(Dataset entries)
────
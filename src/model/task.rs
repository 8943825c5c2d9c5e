use chrono::{DateTime, FixedOffset, NaiveDate};
use serde::{Deserialize, Serialize};
use uuid::Uuid;

/// A start or due date as delivered by the upstream task tracker.
///
/// Missing and unparseable dates are distinct states rather than falsy
/// values: a missing due date gets a default span, an unparseable one drops
/// the record from layout.
#[derive(Debug, Clone, PartialEq, Eq, Default, Serialize, Deserialize)]
#[serde(tag = "state", content = "value", rename_all = "camelCase")]
pub enum TaskDate {
    #[default]
    Missing,
    Date(NaiveDate),
    Unparseable(String),
}

impl TaskDate {
    /// Parse a raw date field.
    ///
    /// Accepts ClickUp millisecond timestamps (converted to a calendar day in
    /// `offset`) and the usual spreadsheet date spellings. Blank input is
    /// `Missing`.
    pub fn parse(raw: &str, offset: FixedOffset) -> Self {
        let raw = raw.trim();
        if raw.is_empty() {
            return Self::Missing;
        }
        if let Ok(millis) = raw.parse::<i64>() {
            return match DateTime::from_timestamp_millis(millis) {
                Some(utc) => Self::Date(utc.with_timezone(&offset).date_naive()),
                None => Self::Unparseable(raw.to_string()),
            };
        }
        match parse_date(raw) {
            Some(d) => Self::Date(d),
            None => Self::Unparseable(raw.to_string()),
        }
    }

    pub fn date(&self) -> Option<NaiveDate> {
        match self {
            Self::Date(d) => Some(*d),
            _ => None,
        }
    }

    pub fn is_unparseable(&self) -> bool {
        matches!(self, Self::Unparseable(_))
    }
}

impl From<NaiveDate> for TaskDate {
    fn from(date: NaiveDate) -> Self {
        Self::Date(date)
    }
}

impl From<Option<NaiveDate>> for TaskDate {
    fn from(date: Option<NaiveDate>) -> Self {
        date.map_or(Self::Missing, Self::Date)
    }
}

/// Try parsing a date string with several common formats.
pub(crate) fn parse_date(s: &str) -> Option<NaiveDate> {
    let s = s.trim();
    for fmt in &["%Y-%m-%d", "%d/%m/%Y", "%d-%m-%Y", "%d.%m.%Y", "%Y/%m/%d"] {
        if let Ok(d) = NaiveDate::parse_from_str(s, fmt) {
            return Some(d);
        }
    }
    // RFC 3339 timestamps such as "2026-03-02T09:00:00Z".
    DateTime::parse_from_rfc3339(s).ok().map(|dt| dt.date_naive())
}

/// A roadmap row. `key` is what task records reference.
#[derive(Debug, Clone, PartialEq, Eq, Serialize, Deserialize)]
pub struct Category {
    #[serde(alias = "id")]
    pub key: String,
    pub name: String,
}

impl Category {
    pub fn new(key: impl Into<String>, name: impl Into<String>) -> Self {
        Self {
            key: key.into(),
            name: name.into(),
        }
    }
}

/// A task record as fetched from the tracker, before any layout.
#[derive(Debug, Clone, PartialEq, Serialize, Deserialize)]
#[serde(rename_all = "camelCase")]
pub struct TaskRecord {
    pub id: String,
    pub name: String,
    #[serde(default)]
    pub start: TaskDate,
    #[serde(default)]
    pub due: TaskDate,
    pub category: String,
    #[serde(default)]
    pub tags: Vec<String>,
    /// Tracker priority label, e.g. "urgent".
    #[serde(default)]
    pub priority: Option<String>,
    #[serde(default)]
    pub status: Option<String>,
    #[serde(default)]
    pub url: Option<String>,
}

impl TaskRecord {
    /// Create a record with a fresh id and no metadata.
    pub fn new(
        name: impl Into<String>,
        category: impl Into<String>,
        start: impl Into<TaskDate>,
        due: impl Into<TaskDate>,
    ) -> Self {
        Self {
            id: Uuid::new_v4().to_string(),
            name: name.into(),
            start: start.into(),
            due: due.into(),
            category: category.into(),
            tags: Vec::new(),
            priority: None,
            status: None,
            url: None,
        }
    }

    pub fn with_id(mut self, id: impl Into<String>) -> Self {
        self.id = id.into();
        self
    }

    pub fn with_tags<I, S>(mut self, tags: I) -> Self
    where
        I: IntoIterator<Item = S>,
        S: Into<String>,
    {
        self.tags = tags.into_iter().map(Into::into).collect();
        self
    }

    /// Case-insensitive tag lookup.
    pub fn has_tag(&self, tag: &str) -> bool {
        let wanted = tag.trim().to_lowercase();
        self.tags.iter().any(|t| t.trim().to_lowercase() == wanted)
    }

    pub fn has_any_tag(&self, tags: &[String]) -> bool {
        tags.iter().any(|t| self.has_tag(t))
    }
}

/// How a record is drawn on the roadmap.
#[derive(Debug, Clone, Copy, PartialEq, Eq, Serialize, Deserialize)]
#[serde(rename_all = "camelCase")]
pub enum TaskKind {
    /// A bar that takes part in lane packing.
    Task,
    /// A one-day highlight drawn as a vertical line with a levelled label.
    Milestone,
    /// A starred entry stacked at the top of the event category.
    Event,
}

#[cfg(test)]
mod tests {
    use super::*;

    fn utc() -> FixedOffset {
        FixedOffset::east_opt(0).unwrap()
    }

    #[test]
    fn parses_clickup_millis_in_offset() {
        // 2026-01-14T23:30:00Z is already the 15th in Paris (UTC+1).
        let raw = "1768433400000";
        assert_eq!(
            TaskDate::parse(raw, utc()).date(),
            NaiveDate::from_ymd_opt(2026, 1, 14)
        );
        let paris = FixedOffset::east_opt(3600).unwrap();
        assert_eq!(
            TaskDate::parse(raw, paris).date(),
            NaiveDate::from_ymd_opt(2026, 1, 15)
        );
    }

    #[test]
    fn parses_spreadsheet_spellings() {
        let expected = NaiveDate::from_ymd_opt(2026, 3, 2);
        for raw in ["2026-03-02", "02/03/2026", "02.03.2026", "2026-03-02T09:00:00Z"] {
            assert_eq!(TaskDate::parse(raw, utc()).date(), expected, "{raw}");
        }
    }

    #[test]
    fn blank_is_missing_and_garbage_is_unparseable() {
        assert_eq!(TaskDate::parse("  ", utc()), TaskDate::Missing);
        let bad = TaskDate::parse("next tuesday", utc());
        assert!(bad.is_unparseable());
        assert_eq!(bad.date(), None);
    }

    #[test]
    fn tags_match_case_insensitively() {
        let record = TaskRecord::new("Go Prod", "billetterie", TaskDate::Missing, TaskDate::Missing)
            .with_tags(["Temps Forts"]);
        assert!(record.has_tag("temps forts"));
        assert!(!record.has_tag("temps fort"));
    }

    #[test]
    fn new_records_get_unique_ids() {
        let a = TaskRecord::new("a", "pac", TaskDate::Missing, TaskDate::Missing);
        let b = TaskRecord::new("a", "pac", TaskDate::Missing, TaskDate::Missing);
        assert_ne!(a.id, b.id);
    }
}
────
▶ [Exercise description] Copy out every record above exactly as written.

▶ [Task solution]
filename src/model/task.rs
repository 8943825c5c2d9c5e
use chrono::{DateTime, FixedOffset, NaiveDate};
use serde::{Deserialize, Serialize};
use uuid::Uuid;

/// A start or due date as delivered by the upstream task tracker.
///
/// Missing and unparseable dates are distinct states rather than falsy
/// values: a missing due date gets a default span, an unparseable one drops
/// the record from layout.
#[derive(Debug, Clone, PartialEq, Eq, Default, Serialize, Deserialize)]
#[serde(tag = "state", content = "value", rename_all = "camelCase")]
pub enum TaskDate {
    #[default]
    Missing,
    Date(NaiveDate),
    Unparseable(String),
}

impl TaskDate {
    /// Parse a raw date field.
    ///
    /// Accepts ClickUp millisecond timestamps (converted to a calendar day in
    /// `offset`) and the usual spreadsheet date spellings. Blank input is
    /// `Missing`.
    pub fn parse(raw: &str, offset: FixedOffset) -> Self {
        let raw = raw.trim();
        if raw.is_empty() {
            return Self::Missing;
        }
        if let Ok(millis) = raw.parse::<i64>() {
            return match DateTime::from_timestamp_millis(millis) {
                Some(utc) => Self::Date(utc.with_timezone(&offset).date_naive()),
                None => Self::Unparseable(raw.to_string()),
            };
        }
        match parse_date(raw) {
            Some(d) => Self::Date(d),
            None => Self::Unparseable(raw.to_string()),
        }
    }

    pub fn date(&self) -> Option<NaiveDate> {
        match self {
            Self::Date(d) => Some(*d),
            _ => None,
        }
    }

    pub fn is_unparseable(&self) -> bool {
        matches!(self, Self::Unparseable(_))
    }
}

impl From<NaiveDate> for TaskDate {
    fn from(date: NaiveDate) -> Self {
        Self::Date(date)
    }
}

impl From<Option<NaiveDate>> for TaskDate {
    fn from(date: Option<NaiveDate>) -> Self {
        date.map_or(Self::Missing, Self::Date)
    }
}

/// Try parsing a date string with several common formats.
pub(crate) fn parse_date(s: &str) -> Option<NaiveDate> {
    let s = s.trim();
    for fmt in &["%Y-%m-%d", "%d/%m/%Y", "%d-%m-%Y", "%d.%m.%Y", "%Y/%m/%d"] {
        if let Ok(d) = NaiveDate::parse_from_str(s, fmt) {
            return Some(d);
        }
    }
    // RFC 3339 timestamps such as "2026-03-02T09:00:00Z".
    DateTime::parse_from_rfc3339(s).ok().map(|dt| dt.date_naive())
}

/// A roadmap row. `key` is what task records reference.
#[derive(Debug, Clone, PartialEq, Eq, Serialize, Deserialize)]
pub struct Category {
    #[serde(alias = "id")]
    pub key: String,
    pub name: String,
}

impl Category {
    pub fn new(key: impl Into<String>, name: impl Into<String>) -> Self {
        Self {
            key: key.into(),
            name: name.into(),
        }
    }
}

/// A task record as fetched from the tracker, before any layout.
#[derive(Debug, Clone, PartialEq, Serialize, Deserialize)]
#[serde(rename_all = "camelCase")]
pub struct TaskRecord {
    pub id: String,
    pub name: String,
    #[serde(default)]
    pub start: TaskDate,
    #[serde(default)]
    pub due: TaskDate,
    pub category: String,
    #[serde(default)]
    pub tags: Vec<String>,
    /// Tracker priority label, e.g. "urgent".
    #[serde(default)]
    pub priority: Option<String>,
    #[serde(default)]
    pub status: Option<String>,
    #[serde(default)]
    pub url: Option<String>,
}

impl TaskRecord {
    /// Create a record with a fresh id and no metadata.
    pub fn new(
        name: impl Into<String>,
        category: impl Into<String>,
        start: impl Into<TaskDate>,
        due: impl Into<TaskDate>,
    ) -> Self {
        Self {
            id: Uuid::new_v4().to_string(),
            name: name.into(),
            start: start.into(),
            due: due.into(),
            category: category.into(),
            tags: Vec::new(),
            priority: None,
            status: None,
            url: None,
        }
    }

    pub fn with_id(mut self, id: impl Into<String>) -> Self {
        self.id = id.into();
        self
    }

    pub fn with_tags<I, S>(mut self, tags: I) -> Self
    where
        I: IntoIterator<Item = S>,
        S: Into<String>,
    {
        self.tags = tags.into_iter().map(Into::into).collect();
        self
    }

    /// Case-insensitive tag lookup.
    pub fn has_tag(&self, tag: &str) -> bool {
        let wanted = tag.trim().to_lowercase();
        self.tags.iter().any(|t| t.trim().to_lowercase() == wanted)
    }

    pub fn has_any_tag(&self, tags: &[String]) -> bool {
        tags.iter().any(|t| self.has_tag(t))
    }
}

/// How a record is drawn on the roadmap.
#[derive(Debug, Clone, Copy, PartialEq, Eq, Serialize, Deserialize)]
#[serde(rename_all = "camelCase")]
pub enum TaskKind {
    /// A bar that takes part in lane packing.
    Task,
    /// A one-day highlight drawn as a vertical line with a levelled label.
    Milestone,
    /// A starred entry stacked at the top of the event category.
    Event,
}

#[cfg(test)]
mod tests {
    use super::*;

    fn utc() -> FixedOffset {
        FixedOffset::east_opt(0).unwrap()
    }

    #[test]
    fn parses_clickup_millis_in_offset() {
        // 2026-01-14T23:30:00Z is already the 15th in Paris (UTC+1).
        let raw = "1768433400000";
        assert_eq!(
            TaskDate::parse(raw, utc()).date(),
            NaiveDate::from_ymd_opt(2026, 1, 14)
        );
        let paris = FixedOffset::east_opt(3600).unwrap();
        assert_eq!(
            TaskDate::parse(raw, paris).date(),
            NaiveDate::from_ymd_opt(2026, 1, 15)
        );
    }

    #[test]
    fn parses_spreadsheet_spellings() {
        let expected = NaiveDate::from_ymd_opt(2026, 3, 2);
        for raw in ["2026-03-02", "02/03/2026", "02.03.2026", "2026-03-02T09:00:00Z"] {
            assert_eq!(TaskDate::parse(raw, utc()).date(), expected, "{raw}");
        }
    }

    #[test]
    fn blank_is_missing_and_garbage_is_unparseable() {
        assert_eq!(TaskDate::parse("  ", utc()), TaskDate::Missing);
        let bad = TaskDate::parse("next tuesday", utc());
        assert!(bad.is_unparseable());
        assert_eq!(bad.date(), None);
    }

    #[test]
    fn tags_match_case_insensitively() {
        let record = TaskRecord::new("Go Prod", "billetterie", TaskDate::Missing, TaskDate::Missing)
            .with_tags(["Temps Forts"]);
        assert!(record.has_tag("temps forts"));
        assert!(!record.has_tag("temps fort"));
    }

    #[test]
    fn new_records_get_unique_ids() {
        let a = TaskRecord::new("a", "pac", TaskDate::Missing, TaskDate::Missing);
        let b = TaskRecord::new("a", "pac", TaskDate::Missing, TaskDate::Missing);
        assert_ne!(a.id, b.id);
    }
}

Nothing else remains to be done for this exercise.